The first chancellor to have grown up in communist east Germany, Merkel is hosting dozens of world leaders, past and present, to remember the fall of the Wall.

The night of November 9, 1989, was the fulfillment of a dream, Merkel said. Many played a role. But it would not have been possible without the courage of the people in the former East Germany.

Merkel took a walk with former Soviet premier Mikhail Gorbachev and former Polish leader Lech Walesa across the bridge at Bornholmer Strasse where East Berliners first breached the border two decades ago in an emotional rush to freedom.

Later Monday, 1,000 brightly colored dominoes set up along a 1.5 km (0.9 mile) stretch where the Wall once stood will be toppled as world leaders watch from the Brandenburg Gate, once a symbol of division and now the signature image of a reunited Germany.

Images of the historic night when easterners trapped behind the 3.6-meter (12-foot) high concrete barrier crowded into checkpoints have dominated German television and newspaper coverage for the past week.

British Prime Minister Gordon Brown, French President Nicolas Sarkozy, Russian President Dmitry Medvedev and U.S. Secretary of State Hillary Clinton -- representing the World War Two allies -- are all in town to give speeches.

In pre-released excerpts of his Monday evening remarks, Brown hailed the unbreakable spirit of men and women who dared to dream in the darkness.

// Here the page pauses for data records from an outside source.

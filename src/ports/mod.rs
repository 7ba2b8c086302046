use std::path::Path;

use clap::ValueEnum;
use serde::{Deserialize, Serialize};

use crate::domain::callgraph::CallModel;
use crate::domain::events::FrontEndEvent;
use crate::domain::sequence::SequenceTrace;
use crate::error::Result;

pub mod dot_exporter;
pub mod json_exporter;
pub mod puml_exporter;

pub use dot_exporter::DotExporter;
pub use json_exporter::JsonExporter;
pub use puml_exporter::PumlSequenceExporter;

/// Turns one source file into front-end events.
pub trait FrontEnd: Send + Sync {
    fn extract(&self, path: &str, source: &str) -> Result<Vec<FrontEndEvent>>;
}

/// Finished artifacts of one analysis run, handed to renderers.
#[derive(Debug, Clone, Copy)]
pub struct RenderInput<'a> {
    pub model: &'a CallModel,
    pub trace: &'a SequenceTrace,
}

pub trait OutputExporter {
    fn render(&self, input: RenderInput<'_>) -> Result<String>;

    fn export(&self, input: RenderInput<'_>, path: &Path) -> Result<()> {
        std::fs::write(path, self.render(input)?)?;
        Ok(())
    }
}

/// Output formats selectable on the command line.
#[derive(Debug, Clone, Copy, Default, PartialEq, Eq, ValueEnum, Serialize, Deserialize)]
#[serde(rename_all = "lowercase")]
pub enum EmitFormat {
    /// Call graph and sequence trace as JSON
    #[default]
    Json,
    /// PlantUML sequence diagram
    Puml,
    /// Graphviz call graph
    Dot,
    /// JSON followed by PlantUML
    Both,
}

impl EmitFormat {
    /// Renderers for this format, in output order.
    pub fn exporters(self) -> Vec<Box<dyn OutputExporter>> {
        match self {
            EmitFormat::Json => vec![Box::new(JsonExporter)],
            EmitFormat::Puml => vec![Box::new(PumlSequenceExporter)],
            EmitFormat::Dot => vec![Box::new(DotExporter)],
            EmitFormat::Both => vec![Box::new(JsonExporter), Box::new(PumlSequenceExporter)],
        }
    }

    /// Render every exporter of this format, separated by a blank line.
    pub fn render(self, input: RenderInput<'_>) -> Result<String> {
        let parts = self
            .exporters()
            .iter()
            .map(|e| e.render(input))
            .collect::<Result<Vec<_>>>()?;
        Ok(parts.join("\n"))
    }

    pub fn file_extension(self) -> &'static str {
        match self {
            EmitFormat::Json => "json",
            EmitFormat::Puml => "puml",
            EmitFormat::Dot => "dot",
            EmitFormat::Both => "txt",
        }
    }
}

Sarkozy put a picture of himself on social networking site Facebook that he said showed him hammering away at the Wall on the fateful night.

It was a night full of enthusiasm: the German people reuniting marked the end of the Cold War and the start of a period of great freedom in Europe, he wrote.

DEADLY BARRIER

Backed by the Soviet Union, the East German government began erecting its anti-fascist protection barrier in the early hours of August 13, 1961, to end a mass flight of its citizens into capitalist West Berlin.

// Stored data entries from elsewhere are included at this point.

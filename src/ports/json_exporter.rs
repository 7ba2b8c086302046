//! JSON exporter: `{"callGraph": {...}, "sequence": {...}}`.

use crate::api::dto::GraphExport;
use crate::error::Result;
use crate::ports::{OutputExporter, RenderInput};

pub struct JsonExporter;

impl OutputExporter for JsonExporter {
    fn render(&self, input: RenderInput<'_>) -> Result<String> {
        let doc = GraphExport::new(input.model, Some(input.trace));
        let mut out = serde_json::to_string_pretty(&doc)?;
        out.push('\n');
        Ok(out)
    }
}

#[cfg(test)]
mod tests {
    use super::*;
    use crate::domain::callgraph::CallModel;
    use crate::domain::events::FrontEndEvent;
    use crate::domain::options::AnalyzerOptions;
    use crate::domain::sequence::synthesize;

    #[test]
    fn test_call_graph_is_sorted_and_deduplicated() {
        let events = vec![
            FrontEndEvent::call("main", "zeta"),
            FrontEndEvent::call("main", "alpha"),
            FrontEndEvent::call("main", "zeta"),
        ];
        let model = CallModel::from_events(&events, &AnalyzerOptions::default());
        let trace = synthesize(&model, "main", 2);

        let json = JsonExporter.render(RenderInput { model: &model, trace: &trace }).unwrap();
        let value: serde_json::Value = serde_json::from_str(&json).unwrap();

        assert_eq!(value["callGraph"]["main"], serde_json::json!(["alpha", "zeta"]));
        assert_eq!(value["callGraph"]["zeta"], serde_json::json!([]));
        assert_eq!(value["sequence"]["root"], "main");
        assert_eq!(value["sequence"]["rootFound"], true);
        assert_eq!(value["sequence"]["events"][1]["type"], "message");
        assert_eq!(value["sequence"]["events"][1]["kind"], "direct_call");
    }
}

Initially a makeshift fence of barbed wire, it was gradually built up into an imposing 156-km (97-mile) barrier that encircled the three western sectors of the city and was patrolled by guards who were ordered to shoot anyone who tried to escape.

According to a study published this year, at least 136 people were killed at the Berlin Wall between 1961 and 1989 while trying to flee.

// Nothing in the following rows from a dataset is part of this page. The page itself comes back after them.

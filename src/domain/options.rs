//! Analyzer options shared by ingestion, synthesis and rendering.

use serde::{Deserialize, Serialize};

/// Default expansion depth for sequence synthesis.
pub const DEFAULT_SEQUENCE_DEPTH: i64 = 5;

/// Knobs consumed by the core. Loaded from TOML and/or CLI flags.
#[derive(Debug, Clone, PartialEq, Eq, Serialize, Deserialize)]
#[serde(default)]
pub struct AnalyzerOptions {
    /// Record stdlib/system callees as leaf nodes instead of dropping them
    pub include_stdlib_leaves: bool,
    /// Label indirect calls `(indirect:<hint>)` instead of `(indirect)`
    pub indirect_label_with_hint: bool,
    /// Requested depth; see [`AnalyzerOptions::effective_depth`]
    pub sequence_max_depth: i64,
    /// Explicit root; auto-selected when `None`
    pub sequence_root: Option<String>,
}

impl Default for AnalyzerOptions {
    fn default() -> Self {
        Self {
            include_stdlib_leaves: false,
            indirect_label_with_hint: false,
            sequence_max_depth: DEFAULT_SEQUENCE_DEPTH,
            sequence_root: None,
        }
    }
}

impl AnalyzerOptions {
    /// Depth budget with values below 1 clamped up to 1.
    pub fn effective_depth(&self) -> usize {
        usize::try_from(self.sequence_max_depth.max(1)).unwrap_or(usize::MAX)
    }

    /// Explicit root, ignoring an empty string.
    pub fn root(&self) -> Option<&str> {
        self.sequence_root.as_deref().filter(|r| !r.is_empty())
    }
}

#[cfg(test)]
mod tests {
    use super::*;

    #[test]
    fn test_defaults() {
        let opts = AnalyzerOptions::default();
        assert!(!opts.include_stdlib_leaves);
        assert!(!opts.indirect_label_with_hint);
        assert_eq!(opts.effective_depth(), 5);
        assert!(opts.root().is_none());
    }

    #[test]
    fn test_depth_clamp() {
        let mut opts = AnalyzerOptions::default();
        opts.sequence_max_depth = 0;
        assert_eq!(opts.effective_depth(), 1);
        opts.sequence_max_depth = -7;
        assert_eq!(opts.effective_depth(), 1);
        opts.sequence_max_depth = 3;
        assert_eq!(opts.effective_depth(), 3);
    }

    #[test]
    fn test_empty_root_is_auto() {
        let opts = AnalyzerOptions {
            sequence_root: Some(String::new()),
            ..Default::default()
        };
        assert!(opts.root().is_none());
    }
}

Thousands of others managed to evade the minefields, guard dogs and watchtowers, using schemes including tunnels, aerial wires and hidden compartments in cars to make it to the West.

The Wall fell after Politburo spokesman Guenter Schabowski told a news conference on November 9 that East German citizens could leave through border crossings, effective immediately.

He was unaware that the decision was not supposed to be announced until 4 a.m. the next morning. Watched by thousands on television, it prompted a rush to the border that unprepared, overwhelmed eastern guards were unable to contain.

Not a single shot was fired and the night turned into a giant city-wide party with easterners roaming the streets of West Berlin in disbelief and residents from both sides of the Wall embracing each other impulsively.

You made this all possible, Merkel said to Gorbachev, who refused to order a crackdown. You courageously let the things happen. That was much more than we could have expected.

Helmut Kohl, chancellor when the Wall fell, promised easterners flourishing landscapes when the two Germanys unified a year later.

But despite an estimated 1.3 trillion euros in transfers to rebuild the East, the so-called new states still suffer from unemployment rates twice that of the West.

A poll of over 1,000 Germans for the Leipziger Volkszeitung daily showed one in eight wanted the Wall rebuilt -- with the numbers nearly equal in East and West.